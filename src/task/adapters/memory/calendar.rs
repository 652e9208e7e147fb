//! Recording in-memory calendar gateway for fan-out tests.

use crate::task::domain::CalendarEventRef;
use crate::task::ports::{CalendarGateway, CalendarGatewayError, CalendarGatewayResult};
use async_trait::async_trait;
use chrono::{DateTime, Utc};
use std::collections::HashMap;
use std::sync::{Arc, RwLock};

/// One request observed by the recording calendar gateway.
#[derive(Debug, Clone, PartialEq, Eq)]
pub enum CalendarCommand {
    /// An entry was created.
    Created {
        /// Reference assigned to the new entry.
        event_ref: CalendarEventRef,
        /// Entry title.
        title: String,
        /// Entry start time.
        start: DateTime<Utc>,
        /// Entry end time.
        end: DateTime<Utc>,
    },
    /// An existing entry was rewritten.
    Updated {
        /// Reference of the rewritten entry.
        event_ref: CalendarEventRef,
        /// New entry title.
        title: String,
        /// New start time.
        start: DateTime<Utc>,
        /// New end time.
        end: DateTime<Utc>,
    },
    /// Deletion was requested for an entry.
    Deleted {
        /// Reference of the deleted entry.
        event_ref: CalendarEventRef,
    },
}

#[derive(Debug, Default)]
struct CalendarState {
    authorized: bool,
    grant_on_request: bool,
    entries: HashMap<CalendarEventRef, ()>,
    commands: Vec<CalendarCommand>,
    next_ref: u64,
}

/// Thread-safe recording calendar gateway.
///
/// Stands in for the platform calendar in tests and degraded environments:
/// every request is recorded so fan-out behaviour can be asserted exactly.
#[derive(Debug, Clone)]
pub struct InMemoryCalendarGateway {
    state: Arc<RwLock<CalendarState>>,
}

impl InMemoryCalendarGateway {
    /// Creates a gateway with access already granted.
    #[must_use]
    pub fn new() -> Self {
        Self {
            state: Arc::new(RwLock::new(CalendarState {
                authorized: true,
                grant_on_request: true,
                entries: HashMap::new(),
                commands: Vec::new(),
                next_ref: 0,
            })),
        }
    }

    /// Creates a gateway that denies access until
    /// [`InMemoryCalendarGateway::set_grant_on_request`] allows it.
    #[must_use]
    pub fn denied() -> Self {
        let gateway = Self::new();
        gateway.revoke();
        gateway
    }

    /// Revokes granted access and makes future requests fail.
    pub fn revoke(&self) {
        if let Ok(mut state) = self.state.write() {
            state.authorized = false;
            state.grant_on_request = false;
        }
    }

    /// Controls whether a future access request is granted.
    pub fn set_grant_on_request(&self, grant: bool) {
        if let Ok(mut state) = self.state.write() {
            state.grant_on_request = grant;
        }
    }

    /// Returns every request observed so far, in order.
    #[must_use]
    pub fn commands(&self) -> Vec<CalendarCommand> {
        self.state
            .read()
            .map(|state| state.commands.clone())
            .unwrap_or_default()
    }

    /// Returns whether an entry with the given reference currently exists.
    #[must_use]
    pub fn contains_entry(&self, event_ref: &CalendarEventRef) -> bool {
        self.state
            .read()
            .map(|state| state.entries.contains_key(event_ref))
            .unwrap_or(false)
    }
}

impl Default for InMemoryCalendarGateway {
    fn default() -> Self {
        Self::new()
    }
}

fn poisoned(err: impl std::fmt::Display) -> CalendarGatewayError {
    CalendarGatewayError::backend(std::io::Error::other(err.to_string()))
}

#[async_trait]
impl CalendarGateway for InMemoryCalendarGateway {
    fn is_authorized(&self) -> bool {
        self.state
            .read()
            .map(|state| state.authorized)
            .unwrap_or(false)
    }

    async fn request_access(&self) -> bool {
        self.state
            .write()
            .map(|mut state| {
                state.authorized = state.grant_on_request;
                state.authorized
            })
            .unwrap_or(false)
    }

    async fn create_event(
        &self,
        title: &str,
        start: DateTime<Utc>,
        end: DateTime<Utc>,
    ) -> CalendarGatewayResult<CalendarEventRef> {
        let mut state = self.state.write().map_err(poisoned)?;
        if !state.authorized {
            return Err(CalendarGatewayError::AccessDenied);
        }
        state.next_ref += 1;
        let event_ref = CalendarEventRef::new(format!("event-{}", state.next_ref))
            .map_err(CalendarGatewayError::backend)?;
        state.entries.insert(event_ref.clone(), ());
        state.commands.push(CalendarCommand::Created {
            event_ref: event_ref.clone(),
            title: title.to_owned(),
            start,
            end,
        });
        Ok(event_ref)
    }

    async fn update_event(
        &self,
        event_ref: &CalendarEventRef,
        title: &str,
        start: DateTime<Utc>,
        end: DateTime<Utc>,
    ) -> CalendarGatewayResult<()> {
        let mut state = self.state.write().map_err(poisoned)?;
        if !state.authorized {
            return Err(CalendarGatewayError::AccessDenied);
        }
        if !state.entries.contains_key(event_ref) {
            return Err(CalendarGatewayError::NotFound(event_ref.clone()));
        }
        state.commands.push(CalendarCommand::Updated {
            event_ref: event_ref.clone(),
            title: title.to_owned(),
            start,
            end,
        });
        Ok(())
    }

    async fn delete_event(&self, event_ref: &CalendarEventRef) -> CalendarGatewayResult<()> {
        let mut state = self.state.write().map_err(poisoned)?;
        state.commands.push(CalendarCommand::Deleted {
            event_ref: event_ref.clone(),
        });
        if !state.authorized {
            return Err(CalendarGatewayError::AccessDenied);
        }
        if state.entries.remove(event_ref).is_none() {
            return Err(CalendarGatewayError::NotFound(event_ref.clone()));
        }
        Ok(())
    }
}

━━━━━━━━━━━━━━━━

▸ **Work item**: Each record above, in full: retype it verbatim.

▸ **Exercise result**:
filename src/task/adapters/memory/calendar.rs
repository 652e9208e7e147fb
//! Recording in-memory calendar gateway for fan-out tests.

use crate::task::domain::CalendarEventRef;
use crate::task::ports::{CalendarGateway, CalendarGatewayError, CalendarGatewayResult};
use async_trait::async_trait;
use chrono::{DateTime, Utc};
use std::collections::HashMap;
use std::sync::{Arc, RwLock};

/// One request observed by the recording calendar gateway.
#[derive(Debug, Clone, PartialEq, Eq)]
pub enum CalendarCommand {
    /// An entry was created.
    Created {
        /// Reference assigned to the new entry.
        event_ref: CalendarEventRef,
        /// Entry title.
        title: String,
        /// Entry start time.
        start: DateTime<Utc>,
        /// Entry end time.
        end: DateTime<Utc>,
    },
    /// An existing entry was rewritten.
    Updated {
        /// Reference of the rewritten entry.
        event_ref: CalendarEventRef,
        /// New entry title.
        title: String,
        /// New start time.
        start: DateTime<Utc>,
        /// New end time.
        end: DateTime<Utc>,
    },
    /// Deletion was requested for an entry.
    Deleted {
        /// Reference of the deleted entry.
        event_ref: CalendarEventRef,
    },
}

#[derive(Debug, Default)]
struct CalendarState {
    authorized: bool,
    grant_on_request: bool,
    entries: HashMap<CalendarEventRef, ()>,
    commands: Vec<CalendarCommand>,
    next_ref: u64,
}

/// Thread-safe recording calendar gateway.
///
/// Stands in for the platform calendar in tests and degraded environments:
/// every request is recorded so fan-out behaviour can be asserted exactly.
#[derive(Debug, Clone)]
pub struct InMemoryCalendarGateway {
    state: Arc<RwLock<CalendarState>>,
}

impl InMemoryCalendarGateway {
    /// Creates a gateway with access already granted.
    #[must_use]
    pub fn new() -> Self {
        Self {
            state: Arc::new(RwLock::new(CalendarState {
                authorized: true,
                grant_on_request: true,
                entries: HashMap::new(),
                commands: Vec::new(),
                next_ref: 0,
            })),
        }
    }

    /// Creates a gateway that denies access until
    /// [`InMemoryCalendarGateway::set_grant_on_request`] allows it.
    #[must_use]
    pub fn denied() -> Self {
        let gateway = Self::new();
        gateway.revoke();
        gateway
    }

    /// Revokes granted access and makes future requests fail.
    pub fn revoke(&self) {
        if let Ok(mut state) = self.state.write() {
            state.authorized = false;
            state.grant_on_request = false;
        }
    }

    /// Controls whether a future access request is granted.
    pub fn set_grant_on_request(&self, grant: bool) {
        if let Ok(mut state) = self.state.write() {
            state.grant_on_request = grant;
        }
    }

    /// Returns every request observed so far, in order.
    #[must_use]
    pub fn commands(&self) -> Vec<CalendarCommand> {
        self.state
            .read()
            .map(|state| state.commands.clone())
            .unwrap_or_default()
    }

    /// Returns whether an entry with the given reference currently exists.
    #[must_use]
    pub fn contains_entry(&self, event_ref: &CalendarEventRef) -> bool {
        self.state
            .read()
            .map(|state| state.entries.contains_key(event_ref))
            .unwrap_or(false)
    }
}

impl Default for InMemoryCalendarGateway {
    fn default() -> Self {
        Self::new()
    }
}

fn poisoned(err: impl std::fmt::Display) -> CalendarGatewayError {
    CalendarGatewayError::backend(std::io::Error::other(err.to_string()))
}

#[async_trait]
impl CalendarGateway for InMemoryCalendarGateway {
    fn is_authorized(&self) -> bool {
        self.state
            .read()
            .map(|state| state.authorized)
            .unwrap_or(false)
    }

    async fn request_access(&self) -> bool {
        self.state
            .write()
            .map(|mut state| {
                state.authorized = state.grant_on_request;
                state.authorized
            })
            .unwrap_or(false)
    }

    async fn create_event(
        &self,
        title: &str,
        start: DateTime<Utc>,
        end: DateTime<Utc>,
    ) -> CalendarGatewayResult<CalendarEventRef> {
        let mut state = self.state.write().map_err(poisoned)?;
        if !state.authorized {
            return Err(CalendarGatewayError::AccessDenied);
        }
        state.next_ref += 1;
        let event_ref = CalendarEventRef::new(format!("event-{}", state.next_ref))
            .map_err(CalendarGatewayError::backend)?;
        state.entries.insert(event_ref.clone(), ());
        state.commands.push(CalendarCommand::Created {
            event_ref: event_ref.clone(),
            title: title.to_owned(),
            start,
            end,
        });
        Ok(event_ref)
    }

    async fn update_event(
        &self,
        event_ref: &CalendarEventRef,
        title: &str,
        start: DateTime<Utc>,
        end: DateTime<Utc>,
    ) -> CalendarGatewayResult<()> {
        let mut state = self.state.write().map_err(poisoned)?;
        if !state.authorized {
            return Err(CalendarGatewayError::AccessDenied);
        }
        if !state.entries.contains_key(event_ref) {
            return Err(CalendarGatewayError::NotFound(event_ref.clone()));
        }
        state.commands.push(CalendarCommand::Updated {
            event_ref: event_ref.clone(),
            title: title.to_owned(),
            start,
            end,
        });
        Ok(())
    }

    async fn delete_event(&self, event_ref: &CalendarEventRef) -> CalendarGatewayResult<()> {
        let mut state = self.state.write().map_err(poisoned)?;
        state.commands.push(CalendarCommand::Deleted {
            event_ref: event_ref.clone(),
        });
        if !state.authorized {
            return Err(CalendarGatewayError::AccessDenied);
        }
        if state.entries.remove(event_ref).is_none() {
            return Err(CalendarGatewayError::NotFound(event_ref.clone()));
        }
        Ok(())
    }
}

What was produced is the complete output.